**DIRECTIONS FOR THIS TASK**
Count each line below that has "content" anywhere in it. Answer with the total alone.

**RECORD SET**

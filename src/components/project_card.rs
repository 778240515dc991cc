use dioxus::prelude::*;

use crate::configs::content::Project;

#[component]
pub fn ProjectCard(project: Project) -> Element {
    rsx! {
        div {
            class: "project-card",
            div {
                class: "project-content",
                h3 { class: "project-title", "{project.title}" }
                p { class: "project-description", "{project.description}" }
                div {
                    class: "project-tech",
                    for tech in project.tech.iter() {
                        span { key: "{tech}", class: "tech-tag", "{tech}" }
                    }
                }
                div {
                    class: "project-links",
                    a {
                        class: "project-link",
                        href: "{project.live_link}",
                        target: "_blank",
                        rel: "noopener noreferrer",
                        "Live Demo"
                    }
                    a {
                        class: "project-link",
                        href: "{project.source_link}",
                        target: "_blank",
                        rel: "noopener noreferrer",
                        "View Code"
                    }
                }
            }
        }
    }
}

**TASK OUTPUT**
2